> **TASK TO COMPLETE**:
Using the listing below, return each line exactly as it reads.
Segment Start: SUPPLIED DATA
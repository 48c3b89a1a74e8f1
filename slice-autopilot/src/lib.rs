pub mod benchmark;
pub mod config;
pub mod hands;
pub mod runner;
pub mod util;
//! Field geometry and per-kind data.
//!
//! The field is normalized: `x` runs 0..1 left to right, `y` runs 0..1 top to
//! bottom (camera image convention), so gravity points toward `+y`.

use crate::fruit::FruitKind;

pub const FIELD_LEFT: f32 = 0.0;
pub const FIELD_RIGHT: f32 = 1.0;
pub const FIELD_TOP: f32 = 0.0;
pub const FIELD_BOTTOM: f32 = 1.0;
pub const FIELD_CENTER_X: f32 = 0.5;

// Spawns stay out of the central strip so arcs cross the middle of the field.
pub const SPAWN_CENTER_EXCLUSION: f32 = 0.1;
pub const SPAWN_EDGE_MARGIN: f32 = 0.08;

// Lateral launch fraction ranges, by spawn side.
pub const LATERAL_FROM_LEFT: (f32, f32) = (0.05, 0.25);
pub const LATERAL_FROM_RIGHT: (f32, f32) = (-0.25, -0.05);
pub const LATERAL_FROM_MIDDLE: (f32, f32) = (-0.15, 0.15);

pub const SPAWN_INTERVAL_JITTER: f32 = 0.25;

pub const BASE_POINTS_PER_FRUIT: u32 = 10;

pub const GUIDED_OPENING: [FruitKind; 9] = [
    FruitKind::Apple,
    FruitKind::Apple,
    FruitKind::Strawberry,
    FruitKind::Strawberry,
    FruitKind::Banana,
    FruitKind::Banana,
    FruitKind::Watermelon,
    FruitKind::Watermelon,
    FruitKind::Bomb,
];

pub const REGULAR_KINDS: [FruitKind; 5] = [
    FruitKind::Apple,
    FruitKind::Banana,
    FruitKind::Peach,
    FruitKind::Strawberry,
    FruitKind::Watermelon,
];

#[derive(Clone, Copy, Debug, PartialEq)]
pub struct KindProfile {
    pub points: u32,
    pub radius_scale: f32,
    pub is_bomb: bool,
}

pub const fn kind_profile(kind: FruitKind) -> KindProfile {
    match kind {
        FruitKind::Apple | FruitKind::Banana | FruitKind::Peach => KindProfile {
            points: BASE_POINTS_PER_FRUIT,
            radius_scale: 1.0,
            is_bomb: false,
        },
        FruitKind::Strawberry => KindProfile {
            points: BASE_POINTS_PER_FRUIT + 5,
            radius_scale: 0.75,
            is_bomb: false,
        },
        FruitKind::Watermelon => KindProfile {
            points: BASE_POINTS_PER_FRUIT * 2,
            radius_scale: 1.35,
            is_bomb: false,
        },
        FruitKind::Bomb => KindProfile {
            points: 0,
            radius_scale: 0.9,
            is_bomb: true,
        },
    }
}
Segment End: SUPPLIED DATA
> **YOUR RESPONSE**:
repository 48c3b89a1a74e8f1
filename slice-autopilot/src/lib.rs
pub mod benchmark;
pub mod config;
pub mod hands;
pub mod runner;
pub mod util;
//! Field geometry and per-kind data.
//!
//! The field is normalized: `x` runs 0..1 left to right, `y` runs 0..1 top to
//! bottom (camera image convention), so gravity points toward `+y`.

use crate::fruit::FruitKind;

pub const FIELD_LEFT: f32 = 0.0;
pub const FIELD_RIGHT: f32 = 1.0;
pub const FIELD_TOP: f32 = 0.0;
pub const FIELD_BOTTOM: f32 = 1.0;
pub const FIELD_CENTER_X: f32 = 0.5;

// Spawns stay out of the central strip so arcs cross the middle of the field.
pub const SPAWN_CENTER_EXCLUSION: f32 = 0.1;
pub const SPAWN_EDGE_MARGIN: f32 = 0.08;

// Lateral launch fraction ranges, by spawn side.
pub const LATERAL_FROM_LEFT: (f32, f32) = (0.05, 0.25);
pub const LATERAL_FROM_RIGHT: (f32, f32) = (-0.25, -0.05);
pub const LATERAL_FROM_MIDDLE: (f32, f32) = (-0.15, 0.15);

pub const SPAWN_INTERVAL_JITTER: f32 = 0.25;

pub const BASE_POINTS_PER_FRUIT: u32 = 10;

pub const GUIDED_OPENING: [FruitKind; 9] = [
    FruitKind::Apple,
    FruitKind::Apple,
    FruitKind::Strawberry,
    FruitKind::Strawberry,
    FruitKind::Banana,
    FruitKind::Banana,
    FruitKind::Watermelon,
    FruitKind::Watermelon,
    FruitKind::Bomb,
];

pub const REGULAR_KINDS: [FruitKind; 5] = [
    FruitKind::Apple,
    FruitKind::Banana,
    FruitKind::Peach,
    FruitKind::Strawberry,
    FruitKind::Watermelon,
];

#[derive(Clone, Copy, Debug, PartialEq)]
pub struct KindProfile {
    pub points: u32,
    pub radius_scale: f32,
    pub is_bomb: bool,
}

pub const fn kind_profile(kind: FruitKind) -> KindProfile {
    match kind {
        FruitKind::Apple | FruitKind::Banana | FruitKind::Peach => KindProfile {
            points: BASE_POINTS_PER_FRUIT,
            radius_scale: 1.0,
            is_bomb: false,
        },
        FruitKind::Strawberry => KindProfile {
            points: BASE_POINTS_PER_FRUIT + 5,
            radius_scale: 0.75,
            is_bomb: false,
        },
        FruitKind::Watermelon => KindProfile {
            points: BASE_POINTS_PER_FRUIT * 2,
            radius_scale: 1.35,
            is_bomb: false,
        },
        FruitKind::Bomb => KindProfile {
            points: 0,
            radius_scale: 0.9,
            is_bomb: true,
        },
    }
}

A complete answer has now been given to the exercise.